An elegant, literate and literary mystery of appearances and disappearances.

Pensive, sometimes oppressive, altogether impressive novel by a young writer only now becoming known outside Brazil.

A translator of Zadie Smith and David Mitchell, Galera here blends some of the wistfulness of Latin American magical realism with a brooding dystopianism. His Macondo is a place called Garopaba, a beach town that the world pretty well forgets once the season is over. There, a blameless and nameless young man, left in the world without family or friends, finds an anchorage of sorts and even something like love: “Jasmim is the first person he has ever met,” our narrator tells us, “who knows what prosopagnosia is.” Prosopa what?

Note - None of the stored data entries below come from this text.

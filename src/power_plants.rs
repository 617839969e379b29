//! SMARD power plant registry
//!
//! Per-unit generation needs to know which generating units exist, where
//! their series live (API id + control area) and in which years they ran.
//! SMARD publishes this as a metadata document whose names are keys into the
//! UI translation table. The registry is built from both documents, merged
//! by API id and cached as CSV next to the caller:
//!
//! ```text
//! BNA,EIC,SEE,Power Plant Name,Block Name,Company,City,Postal Code,Address,Latitude,Longitude,Type,Capacity,Control Area,API ID,Commissioning,Decommissioning
//! BNA0123,11WD7BOXB1-00-X,,Boxberg,Block N,LEAG,Boxberg,02943,...,51.41,14.56,Fossil Brown coal/Lignite,465.0,50Hertz,22736,1979,inf
//! ```
//!
//! The registry is a plain value: load it once, refresh it when stale, and
//! pass it by reference to [`crate::smard::SmardClient::per_unit_generation`].

use std::collections::{BTreeMap, HashMap};
use std::fmt;
use std::fs::File;
use std::path::Path;
use std::str::FromStr;
use std::sync::LazyLock;
use std::time::{Duration, SystemTime};

use regex::Regex;
use serde::{Deserialize, Serialize};
use serde_json::Value;
use tracing::{info, warn};

use crate::catalog::{smard_power_plant_metadata_url, smard_translations_url};
use crate::config::Config;
use crate::error::{ParseError, Result};
use crate::http::HttpFetcher;
use crate::resource::ResourceType;

// ============================================================================
// Year bounds
// ============================================================================

/// Commissioning or decommissioning year, unbounded when unknown
///
/// Unknown commissioning is [`YearBound::NegInfinity`] (always built), unknown
/// decommissioning is [`YearBound::Infinity`] (still running). Persisted as
/// `-inf`, `inf` or the year.
#[derive(Debug, Clone, Copy, PartialEq, Eq, PartialOrd, Ord, Serialize, Deserialize)]
#[serde(into = "String", try_from = "String")]
pub enum YearBound {
    NegInfinity,
    Year(i32),
    Infinity,
}

impl fmt::Display for YearBound {
    fn fmt(&self, f: &mut fmt::Formatter<'_>) -> fmt::Result {
        match self {
            YearBound::NegInfinity => f.write_str("-inf"),
            YearBound::Year(year) => write!(f, "{}", year),
            YearBound::Infinity => f.write_str("inf"),
        }
    }
}

impl FromStr for YearBound {
    type Err = ParseError;

    /// Accepts `-inf`, `inf`, whole years and whole floats such as `2004.0`
    fn from_str(s: &str) -> std::result::Result<Self, Self::Err> {
        let trimmed = s.trim();
        match trimmed.to_ascii_lowercase().as_str() {
            "-inf" => return Ok(YearBound::NegInfinity),
            "inf" | "+inf" => return Ok(YearBound::Infinity),
            _ => {}
        }

        if let Ok(year) = trimmed.parse::<i32>() {
            return Ok(YearBound::Year(year));
        }
        match trimmed.parse::<f64>() {
            Ok(v) if v.fract() == 0.0 && v.abs() < f64::from(i32::MAX) => {
                Ok(YearBound::Year(v as i32))
            }
            _ => Err(ParseError::InvalidDecimal(s.to_string())),
        }
    }
}

impl TryFrom<String> for YearBound {
    type Error = ParseError;

    fn try_from(s: String) -> std::result::Result<Self, Self::Error> {
        s.parse()
    }
}

impl From<YearBound> for String {
    fn from(bound: YearBound) -> Self {
        bound.to_string()
    }
}

// ============================================================================
// Records
// ============================================================================

/// One generating unit (merged by API id)
#[derive(Debug, Clone, PartialEq, Serialize, Deserialize)]
pub struct PowerPlantRecord {
    /// Federal Network Agency block number
    #[serde(rename = "BNA")]
    pub bna: String,
    #[serde(rename = "EIC")]
    pub eic: String,
    /// Block id if it is a SEE number, empty otherwise
    #[serde(rename = "SEE")]
    pub see: String,
    #[serde(rename = "Power Plant Name")]
    pub plant_name: String,
    #[serde(rename = "Block Name")]
    pub block_name: String,
    #[serde(rename = "Company")]
    pub company: String,
    #[serde(rename = "City")]
    pub city: String,
    #[serde(rename = "Postal Code")]
    pub postal_code: String,
    #[serde(rename = "Address")]
    pub address: String,
    #[serde(rename = "Latitude")]
    pub latitude: Option<f64>,
    #[serde(rename = "Longitude")]
    pub longitude: Option<f64>,
    #[serde(rename = "Type")]
    pub resource: ResourceType,
    /// Net capacity in MW
    #[serde(rename = "Capacity")]
    pub capacity: f64,
    /// TSO control area, also the region segment of the unit's series URL
    #[serde(rename = "Control Area")]
    pub control_area: String,
    /// SMARD production series id
    #[serde(rename = "API ID")]
    pub api_id: String,
    #[serde(rename = "Commissioning")]
    pub commissioning: YearBound,
    #[serde(rename = "Decommissioning")]
    pub decommissioning: YearBound,
}

impl PowerPlantRecord {
    /// Whether the unit may have produced in `year`
    ///
    /// Units commissioned in the following year are included.
    pub fn active_in_year(&self, year: i32) -> bool {
        self.commissioning <= YearBound::Year(year + 1)
            && self.decommissioning >= YearBound::Year(year)
    }

    pub fn label(&self) -> UnitLabel {
        UnitLabel {
            plant_name: self.plant_name.clone(),
            resource: self.resource.clone(),
            block_name: self.block_name.clone(),
            eic: self.eic.clone(),
            control_area: self.control_area.clone(),
        }
    }
}

/// Column label of a per-unit generation series
#[derive(Debug, Clone, PartialEq, Eq, Hash, PartialOrd, Ord)]
pub struct UnitLabel {
    pub plant_name: String,
    pub resource: ResourceType,
    pub block_name: String,
    pub eic: String,
    pub control_area: String,
}

impl fmt::Display for UnitLabel {
    fn fmt(&self, f: &mut fmt::Formatter<'_>) -> fmt::Result {
        write!(
            f,
            "{} | {} | {} | {} | {}",
            self.plant_name, self.resource, self.block_name, self.eic, self.control_area
        )
    }
}

// ============================================================================
// SMARD metadata documents
// ============================================================================

#[derive(Debug, Deserialize)]
struct PlantMetadata {
    plants: Vec<PlantEntry>,
}

#[derive(Debug, Deserialize)]
#[serde(rename_all = "camelCase")]
struct PlantEntry {
    #[serde(default)]
    name: Value,
    #[serde(default)]
    city: Value,
    #[serde(default)]
    resource: Value,
    #[serde(default)]
    company: Value,
    #[serde(default)]
    postal_code: Value,
    #[serde(default)]
    address: Value,
    #[serde(default)]
    coordinates: Vec<Value>,
    #[serde(default)]
    region_id: Value,
    #[serde(default)]
    blocks: Vec<BlockEntry>,
}

#[derive(Debug, Deserialize)]
#[serde(rename_all = "camelCase")]
struct BlockEntry {
    #[serde(default)]
    id: Value,
    #[serde(default)]
    name: Value,
    #[serde(default)]
    production_id: Value,
    #[serde(default)]
    block_number: Value,
    #[serde(default)]
    block_code: Value,
    #[serde(default)]
    commissioning: Value,
    #[serde(default)]
    status: Value,
    #[serde(default)]
    power: Value,
}

fn text(value: &Value) -> String {
    match value {
        Value::Null => String::new(),
        Value::String(s) => s.clone(),
        other => other.to_string(),
    }
}

fn number(value: &Value) -> Option<f64> {
    match value {
        Value::Number(n) => n.as_f64(),
        Value::String(s) => s.trim().parse().ok(),
        _ => None,
    }
}

/// UI translation table: key -> German text
#[derive(Debug, Clone, Default)]
pub struct Translations(HashMap<String, String>);

impl Translations {
    /// Parse `lang-de.json` (a flat object of translation keys)
    pub fn parse(body: &str) -> std::result::Result<Self, ParseError> {
        let map: serde_json::Map<String, Value> = serde_json::from_str(body)
            .map_err(|e| ParseError::Json(format!("Failed to parse SMARD translations: {}", e)))?;
        Ok(Self(map.iter().map(|(k, v)| (k.clone(), text(v))).collect()))
    }

    /// Translated text of `key`, empty when there is none
    pub fn lookup(&self, key: &Value) -> String {
        match key {
            Value::String(k) => self.0.get(k).cloned().unwrap_or_default(),
            _ => String::new(),
        }
    }
}

// ============================================================================
// Registry
// ============================================================================

static YEAR: LazyLock<Regex> =
    LazyLock::new(|| Regex::new("([0-9]{4})").expect("year pattern is valid"));

/// Sort key of an API id: numeric ids in numeric order, others after them
fn api_id_key(api_id: &str) -> (u64, String) {
    (api_id.trim().parse().unwrap_or(u64::MAX), api_id.to_string())
}

/// All known generating units
#[derive(Debug, Clone, Default, PartialEq)]
pub struct PowerPlantRegistry {
    records: Vec<PowerPlantRecord>,
}

impl PowerPlantRegistry {
    pub fn new(records: Vec<PowerPlantRecord>) -> Self {
        Self { records }
    }

    pub fn records(&self) -> &[PowerPlantRecord] {
        &self.records
    }

    pub fn len(&self) -> usize {
        self.records.len()
    }

    pub fn is_empty(&self) -> bool {
        self.records.is_empty()
    }

    /// Units that may have produced in `year`
    pub fn active_in_year(&self, year: i32) -> impl Iterator<Item = &PowerPlantRecord> {
        self.records.iter().filter(move |r| r.active_in_year(year))
    }

    /// Build the registry from the metadata document and translation table
    ///
    /// Blocks without a production id have no series and are skipped. Blocks
    /// sharing a production id are merged: the first block's fields win and
    /// capacities are summed. Records are ordered numerically by API id.
    pub fn from_metadata(
        metadata: &str,
        translations: &Translations,
    ) -> std::result::Result<Self, ParseError> {
        let document: PlantMetadata = serde_json::from_str(metadata)
            .map_err(|e| ParseError::Json(format!("Failed to parse power plant metadata: {}", e)))?;
        let first_year = |s: &str| {
            YEAR.captures(s)
                .and_then(|c| c.get(1))
                .and_then(|m| m.as_str().parse::<i32>().ok())
        };

        let mut merged: BTreeMap<(u64, String), PowerPlantRecord> = BTreeMap::new();

        for plant in &document.plants {
            for block in &plant.blocks {
                if block.production_id.is_null() {
                    continue;
                }

                let block_id = text(&block.id);
                let see = if block_id.contains("SEE") {
                    block_id
                } else {
                    String::new()
                };

                let commissioning = match &block.commissioning {
                    Value::Number(n) => n
                        .as_i64()
                        .and_then(|y| i32::try_from(y).ok())
                        .map_or(YearBound::NegInfinity, YearBound::Year),
                    other => first_year(&text(other)).map_or(YearBound::NegInfinity, YearBound::Year),
                };
                let decommissioning =
                    first_year(&text(&block.status)).map_or(YearBound::Infinity, YearBound::Year);

                let record = PowerPlantRecord {
                    bna: text(&block.block_number),
                    eic: text(&block.block_code),
                    see,
                    plant_name: translations.lookup(&plant.name),
                    block_name: translations.lookup(&block.name),
                    company: text(&plant.company),
                    city: translations.lookup(&plant.city),
                    postal_code: text(&plant.postal_code),
                    address: text(&plant.address),
                    latitude: plant.coordinates.first().and_then(number),
                    longitude: plant.coordinates.get(1).and_then(number),
                    resource: ResourceType::from_smard(&text(&plant.resource)),
                    capacity: number(&block.power).unwrap_or(0.0),
                    control_area: text(&plant.region_id),
                    api_id: text(&block.production_id),
                    commissioning,
                    decommissioning,
                };

                let capacity = record.capacity;
                merged
                    .entry(api_id_key(&record.api_id))
                    .and_modify(|existing| existing.capacity += capacity)
                    .or_insert(record);
            }
        }

        Ok(Self::new(merged.into_values().collect()))
    }

    /// Download translations and metadata and build a fresh registry
    ///
    /// Returns `Ok(None)` when either document is unavailable; an existing
    /// cached list stays in use in that case.
    pub fn refresh(fetcher: &HttpFetcher, smard_base_url: &str) -> Result<Option<Self>> {
        let Some(lang) = fetcher.get_text(&smard_translations_url(smard_base_url))? else {
            warn!("SMARD translations unavailable, power plant list not refreshed");
            return Ok(None);
        };
        let translations = Translations::parse(&lang)?;

        let Some(metadata) = fetcher.get_text(&smard_power_plant_metadata_url(smard_base_url))?
        else {
            warn!("SMARD power plant metadata unavailable, power plant list not refreshed");
            return Ok(None);
        };

        let registry = Self::from_metadata(&metadata, &translations)?;
        info!("Built power plant list with {} units", registry.len());
        Ok(Some(registry))
    }

    /// Read a cached CSV list
    pub fn load(path: impl AsRef<Path>) -> Result<Self> {
        let mut reader = csv::Reader::from_reader(File::open(path.as_ref())?);
        let records = reader
            .deserialize()
            .collect::<std::result::Result<Vec<PowerPlantRecord>, csv::Error>>()?;
        Ok(Self::new(records))
    }

    /// Write the list as CSV
    pub fn save(&self, path: impl AsRef<Path>) -> Result<()> {
        let mut writer = csv::Writer::from_writer(File::create(path.as_ref())?);
        for record in &self.records {
            writer.serialize(record)?;
        }
        writer.flush()?;
        Ok(())
    }

    /// Whether the cached list at `path` is missing or older than `max_age`
    pub fn is_stale(path: impl AsRef<Path>, max_age: Duration) -> bool {
        let modified = match std::fs::metadata(path.as_ref()).and_then(|m| m.modified()) {
            Ok(modified) => modified,
            Err(_) => return true,
        };
        let age = SystemTime::now()
            .duration_since(modified)
            .unwrap_or(Duration::ZERO);
        age >= max_age
    }

    /// Refresh the cached list if stale, then load it
    pub fn load_or_refresh(fetcher: &HttpFetcher, config: &Config) -> Result<Self> {
        let path = &config.power_plant_list_path;

        if Self::is_stale(path, config.power_plant_list_max_age()) {
            info!("Power plant list {} is stale, refreshing", path.display());
            if let Some(registry) = Self::refresh(fetcher, &config.smard_base_url)? {
                registry.save(path)?;
                return Ok(registry);
            }
        }

        Self::load(path)
    }
}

Well, the young man has an unfortunate condition that causes him to forget faces, which makes it altogether too easy for bullies to victimize him without him being able to identify the assailant. So they do, but they 'fess up to things like stealing his faithful old canine companion: “I forget people’s faces,” he says. “Now who was it?” Says the bad guy, “It was me,” knowing that his victim won’t remember in a minute, that he isn’t even capable of hating his enemies, since he can’t tell them apart from anyone else. His tormentors may have cause to behave badly, though, since, as the young man learns, his grandfather, who was killed in Garopaba, may not have been altogether undeserving of his fate. Galera writes lyrically of a land of jungle and beach, even when the mood turns Hitchcock-ian: “He steps on a loose stone, and his fall is broken by his backpack, but his elbow gets a good whack, and he feels the pain travel up his arm to his shoulder like an electric shock.” The mystery mounts: Will the young man plunge onto the rocks below? Will those he trusts betray him? Are we really made of stardust? All will be revealed, though Galera warns on the last count, “Stop talking like hippies.”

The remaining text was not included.